* [Activity]:
Please repeat exactly the lines below from the one containing "if status == StatusCode::UNAUTHORIZED" down to the one containing "let body = response.bytes().await?;", both included, and nothing else.

[Start of Attachment]

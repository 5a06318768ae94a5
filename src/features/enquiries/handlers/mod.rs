mod enquiry_handler;

pub use enquiry_handler::*;
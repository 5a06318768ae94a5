use chrono::{DateTime, Utc};
use serde::{Deserialize, Serialize};
use utoipa::{IntoParams, ToSchema};
use validator::Validate;

use crate::features::catalog::models::Service;
use crate::shared::validation::SLUG_REGEX;

/// Query params for the public services list
#[derive(Debug, Clone, Default, Serialize, Deserialize, IntoParams)]
#[serde(rename_all = "camelCase")]
#[into_params(parameter_in = Query)]
pub struct ListServicesQuery {
    /// Only services in this category
    pub category_id: Option<i64>,
    /// Only services in the category with this slug
    pub category_slug: Option<String>,
}

#[derive(Debug, Clone, Serialize, Deserialize, Validate, ToSchema)]
#[serde(rename_all = "camelCase")]
pub struct CreateServiceDto {
    pub category_id: i64,

    #[validate(length(min = 1, max = 255, message = "Name is required"))]
    pub name: String,

    #[validate(
        length(min = 1, max = 255, message = "Slug is required"),
        regex(path = *SLUG_REGEX, message = "Slug must contain only lowercase letters, numbers, and hyphens")
    )]
    pub slug: String,

    pub description: Option<String>,

    #[validate(length(max = 500))]
    pub short_description: Option<String>,

    pub content: Option<String>,

    #[validate(length(max = 100))]
    pub icon: Option<String>,

    #[validate(length(max = 255))]
    pub meta_title: Option<String>,

    pub meta_description: Option<String>,

    pub is_active: Option<bool>,

    pub sort_order: Option<i32>,
}

#[derive(Debug, Clone, Default, Serialize, Deserialize, Validate, ToSchema)]
#[serde(rename_all = "camelCase")]
pub struct UpdateServiceDto {
    pub category_id: Option<i64>,

    #[validate(length(min = 1, max = 255, message = "Name is required"))]
    pub name: Option<String>,

    #[validate(
        length(min = 1, max = 255, message = "Slug is required"),
        regex(path = *SLUG_REGEX, message = "Slug must contain only lowercase letters, numbers, and hyphens")
    )]
    pub slug: Option<String>,

    pub description: Option<String>,

    #[validate(length(max = 500))]
    pub short_description: Option<String>,

    pub content: Option<String>,

    #[validate(length(max = 100))]
    pub icon: Option<String>,

    #[validate(length(max = 255))]
    pub meta_title: Option<String>,

    pub meta_description: Option<String>,

    pub is_active: Option<bool>,

    pub sort_order: Option<i32>,
}

#[derive(Debug, Clone, Serialize, Deserialize, ToSchema)]
#[serde(rename_all = "camelCase")]
pub struct ServiceResponseDto {
    pub id: i64,
    pub category_id: i64,
    pub name: String,
    pub slug: String,
    pub description: Option<String>,
    pub short_description: Option<String>,
    pub content: Option<String>,
    pub icon: Option<String>,
    pub meta_title: Option<String>,
    pub meta_description: Option<String>,
    pub is_active: bool,
    pub sort_order: i32,
    pub created_at: DateTime<Utc>,
    pub updated_at: DateTime<Utc>,
}

impl From<Service> for ServiceResponseDto {
    fn from(s: Service) -> Self {
        Self {
            id: s.id,
            category_id: s.category_id,
            name: s.name,
            slug: s.slug,
            description: s.description,
            short_description: s.short_description,
            content: s.content,
            icon: s.icon,
            meta_title: s.meta_title,
            meta_description: s.meta_description,
            is_active: s.is_active,
            sort_order: s.sort_order,
            created_at: s.created_at,
            updated_at: s.updated_at,
        }
    }
}

#[cfg(test)]
mod tests {
    use super::*;

    #[test]
    fn short_description_is_bounded() {
        let dto = UpdateServiceDto {
            short_description: Some("x".repeat(501)),
            ..Default::default()
        };
        let errors = dto.validate().unwrap_err();
        assert!(errors.field_errors().contains_key("short_description"));
    }

    #[test]
    fn list_query_reads_camel_case() {
        let query: ListServicesQuery =
            serde_json::from_value(serde_json::json!({ "categorySlug": "web-hosting" })).unwrap();
        assert_eq!(query.category_slug.as_deref(), Some("web-hosting"));
        assert_eq!(query.category_id, None);
    }
}
impl ApiClient {
    pub fn new(base_url: impl Into<String>) -> Result<Self, ClientError> {
        let http = reqwest::Client::builder().timeout(DEFAULT_TIMEOUT).build()?;

        Ok(Self {
            http,
            base_url: base_url.into().trim_end_matches('/').to_string(),
            token: None,
            login_path: DEFAULT_LOGIN_PATH.to_string(),
            cache: QueryCache::new(DEFAULT_CACHE_TTL),
        })
    }

    pub fn with_token(mut self, token: impl Into<String>) -> Self {
        self.token = Some(token.into());
        self
    }

    pub fn with_login_path(mut self, login_path: impl Into<String>) -> Self {
        self.login_path = login_path.into();
        self
    }

    pub fn with_cache_ttl(mut self, ttl: Duration) -> Self {
        self.cache = QueryCache::new(ttl);
        self
    }

    pub fn cache(&self) -> &QueryCache {
        &self.cache
    }

    // ---------------------------------------------------------------------
    // Pages
    // ---------------------------------------------------------------------

    pub async fn list_pages(
        &self,
        params: &PageQueryParams,
    ) -> Result<Vec<PageResponseDto>, ClientError> {
        self.get_cached(PAGES, &query_pairs(params)).await
    }

    pub async fn get_page(&self, id: i64) -> Result<PageResponseDto, ClientError> {
        self.get_cached(&format!("{PAGES}/{id}"), &[]).await
    }

    pub async fn create_page(&self, dto: &CreatePageDto) -> Result<PageResponseDto, ClientError> {
        check(dto)?;
        let page = self.send_json(Method::POST, PAGES, dto).await?;
        self.invalidate_pages().await;
        Ok(page)
    }

    pub async fn update_page(
        &self,
        id: i64,
        dto: &UpdatePageDto,
    ) -> Result<PageResponseDto, ClientError> {
        check(dto)?;
        let page = self
            .send_json(Method::PUT, &format!("{PAGES}/{id}"), dto)
            .await?;
        self.invalidate_pages().await;
        Ok(page)
    }

    pub async fn update_page_status(
        &self,
        id: i64,
        status: PageStatus,
    ) -> Result<PageResponseDto, ClientError> {
        let page = self
            .send_json(
                Method::PATCH,
                &format!("{PAGES}/{id}/status"),
                &UpdatePageStatusDto { status },
            )
            .await?;
        self.invalidate_pages().await;
        Ok(page)
    }

    pub async fn delete_page(&self, id: i64) -> Result<(), ClientError> {
        self.send_empty(Method::DELETE, &format!("{PAGES}/{id}")).await?;
        self.invalidate_pages().await;
        Ok(())
    }

    pub async fn bulk_pages(
        &self,
        dto: &BulkPageActionDto,
    ) -> Result<BulkPageResultDto, ClientError> {
        check(dto)?;
        let result = self
            .send_json(Method::POST, &format!("{PAGES}/bulk"), dto)
            .await?;
        self.invalidate_pages().await;
        Ok(result)
    }

    // ---------------------------------------------------------------------
    // Catalog
    // ---------------------------------------------------------------------

    pub async fn list_service_categories(
        &self,
    ) -> Result<Vec<ServiceCategoryResponseDto>, ClientError> {
        self.get_cached(ADMIN_CATEGORIES, &[]).await
    }

    pub async fn create_service_category(
        &self,
        dto: &CreateServiceCategoryDto,
    ) -> Result<ServiceCategoryResponseDto, ClientError> {
        check(dto)?;
        let category = self.send_json(Method::POST, ADMIN_CATEGORIES, dto).await?;
        self.invalidate_catalog().await;
        Ok(category)
    }

    pub async fn update_service_category(
        &self,
        id: i64,
        dto: &UpdateServiceCategoryDto,
    ) -> Result<ServiceCategoryResponseDto, ClientError> {
        check(dto)?;
        let category = self
            .send_json(Method::PUT, &format!("{ADMIN_CATEGORIES}/{id}"), dto)
            .await?;
        self.invalidate_catalog().await;
        Ok(category)
    }

    pub async fn delete_service_category(&self, id: i64) -> Result<(), ClientError> {
        self.send_empty(Method::DELETE, &format!("{ADMIN_CATEGORIES}/{id}"))
            .await?;
        self.invalidate_catalog().await;
        Ok(())
    }

    /// Public services list, filtered by category id or slug
    pub async fn list_services(
        &self,
        query: &ListServicesQuery,
    ) -> Result<Vec<ServiceResponseDto>, ClientError> {
        self.get_cached("/api/services", &query_pairs(query)).await
    }

    pub async fn list_all_services(&self) -> Result<Vec<ServiceResponseDto>, ClientError> {
        self.get_cached(ADMIN_SERVICES, &[]).await
    }

    pub async fn create_service(
        &self,
        dto: &CreateServiceDto,
    ) -> Result<ServiceResponseDto, ClientError> {
        check(dto)?;
        let service = self.send_json(Method::POST, ADMIN_SERVICES, dto).await?;
        self.invalidate_catalog().await;
        Ok(service)
    }

    pub async fn update_service(
        &self,
        id: i64,
        dto: &UpdateServiceDto,
    ) -> Result<ServiceResponseDto, ClientError> {
        check(dto)?;
        let service = self
            .send_json(Method::PUT, &format!("{ADMIN_SERVICES}/{id}"), dto)
            .await?;
        self.invalidate_catalog().await;
        Ok(service)
    }

    pub async fn delete_service(&self, id: i64) -> Result<(), ClientError> {
        self.send_empty(Method::DELETE, &format!("{ADMIN_SERVICES}/{id}"))
            .await?;
        self.invalidate_catalog().await;
        Ok(())
    }

    pub async fn list_features(
        &self,
        query: &ListFeaturesQuery,
    ) -> Result<Vec<FeatureResponseDto>, ClientError> {
        self.get_cached("/api/features", &query_pairs(query)).await
    }

    pub async fn create_feature(
        &self,
        dto: &CreateFeatureDto,
    ) -> Result<FeatureResponseDto, ClientError> {
        check(dto)?;
        let feature = self.send_json(Method::POST, ADMIN_FEATURES, dto).await?;
        self.invalidate_catalog().await;
        Ok(feature)
    }

    pub async fn update_feature(
        &self,
        id: i64,
        dto: &UpdateFeatureDto,
    ) -> Result<FeatureResponseDto, ClientError> {
        check(dto)?;
        let feature = self
            .send_json(Method::PUT, &format!("{ADMIN_FEATURES}/{id}"), dto)
            .await?;
        self.invalidate_catalog().await;
        Ok(feature)
    }

    pub async fn delete_feature(&self, id: i64) -> Result<(), ClientError> {
        self.send_empty(Method::DELETE, &format!("{ADMIN_FEATURES}/{id}"))
            .await?;
        self.invalidate_catalog().await;
        Ok(())
    }

    // ---------------------------------------------------------------------
    // Templates, projects, enquiries, dashboard
    // ---------------------------------------------------------------------

    pub async fn list_templates(
        &self,
        query: &TemplateQuery,
    ) -> Result<Vec<TemplateResponseDto>, ClientError> {
        self.get_cached(TEMPLATES, &query_pairs(query)).await
    }

    pub async fn list_projects(
        &self,
        query: &ListProjectsQuery,
    ) -> Result<Vec<ProjectResponseDto>, ClientError> {
        self.get_cached(PROJECTS, &query_pairs(query)).await
    }

    pub async fn submit_enquiry(
        &self,
        dto: &CreateEnquiryDto,
    ) -> Result<EnquiryReceiptDto, ClientError> {
        check(dto)?;
        let receipt = self.send_json(Method::POST, CONTACT, dto).await?;
        self.cache.invalidate_prefix(DASHBOARD_STATS).await;
        Ok(receipt)
    }

    pub async fn dashboard_stats(&self) -> Result<DashboardStatsDto, ClientError> {
        self.get_cached(DASHBOARD_STATS, &[]).await
    }

    // ---------------------------------------------------------------------
    // Transport
    // ---------------------------------------------------------------------

    async fn invalidate_pages(&self) {
        for path in PAGE_PATHS {
            self.cache.invalidate_prefix(path).await;
        }
    }

    async fn invalidate_catalog(&self) {
        for path in CATALOG_PATHS {
            self.cache.invalidate_prefix(path).await;
        }
    }

    async fn get_cached<T>(&self, path: &str, query: &[(String, String)]) -> Result<T, ClientError>
    where
        T: DeserializeOwned + Serialize,
    {
        let key = cache_key(path, query);
        if let Some(hit) = self.cache.get::<T>(&key).await {
            tracing::debug!("Cache hit for {}", key);
            return Ok(hit);
        }

        let request = self.request(Method::GET, path).query(query);
        let envelope: ApiResponse<T> = self.execute(&Method::GET, path, request).await?;
        let data = require_data(envelope, path)?;
        self.cache.insert(&key, &data).await;
        Ok(data)
    }

    async fn send_json<B, T>(&self, method: Method, path: &str, body: &B) -> Result<T, ClientError>
    where
        B: Serialize + ?Sized,
        T: DeserializeOwned,
    {
        let request = self.request(method.clone(), path).json(body);
        let envelope: ApiResponse<T> = self.execute(&method, path, request).await?;
        require_data(envelope, path)
    }

    async fn send_empty(&self, method: Method, path: &str) -> Result<(), ClientError> {
        let request = self.request(method.clone(), path);
        let _: ApiResponse<Value> = self.execute(&method, path, request).await?;
        Ok(())
    }

    fn request(&self, method: Method, path: &str) -> reqwest::RequestBuilder {
        let url = format!("{}{}", self.base_url, path);
        let builder = self.http.request(method, url);
        match &self.token {
            Some(token) => builder.bearer_auth(token),
            None => builder,
        }
    }

    async fn execute<T: DeserializeOwned>(
        &self,
        method: &Method,
        path: &str,
        request: reqwest::RequestBuilder,
    ) -> Result<ApiResponse<T>, ClientError> {
        let response = request.send().await.map_err(|e| {
            tracing::error!("{} {} failed to send: {}", method, path, e);
            ClientError::Transport(e)
        })?;

        let status = response.status();
        if status == StatusCode::UNAUTHORIZED {
            tracing::debug!("{} {} returned 401, redirecting to {}", method, path, self.login_path);
            return Err(ClientError::Unauthorized {
                login_path: self.login_path.clone(),
            });
        }

        let body = response.bytes().await?;

        if !status.is_success() {
            let envelope = serde_json::from_slice::<ApiResponse<Value>>(&body).ok();
            if status == StatusCode::BAD_REQUEST {
                if let Some(errors) = envelope.as_ref().and_then(|e| e.errors.clone()) {
                    return Err(ClientError::Validation(errors));
                }
            }
            let message = envelope
                .and_then(|e| e.message)
                .unwrap_or_else(|| status.canonical_reason().unwrap_or("Request failed").to_string());
            tracing::error!("{} {} returned {}: {}", method, path, status, message);
            return Err(ClientError::Api {
                status: status.as_u16(),
                message,
            });
        }

        serde_json::from_slice(&body).map_err(|e| {
            tracing::error!("Failed to decode {} {} response: {}", method, path, e);
            ClientError::Decode(e.to_string())
        })
    }
}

[End of Attachment]

* [Exercise result]:
        if status == StatusCode::UNAUTHORIZED {
            tracing::debug!("{} {} returned 401, redirecting to {}", method, path, self.login_path);
            return Err(ClientError::Unauthorized {
                login_path: self.login_path.clone(),
            });
        }

        let body = response.bytes().await?;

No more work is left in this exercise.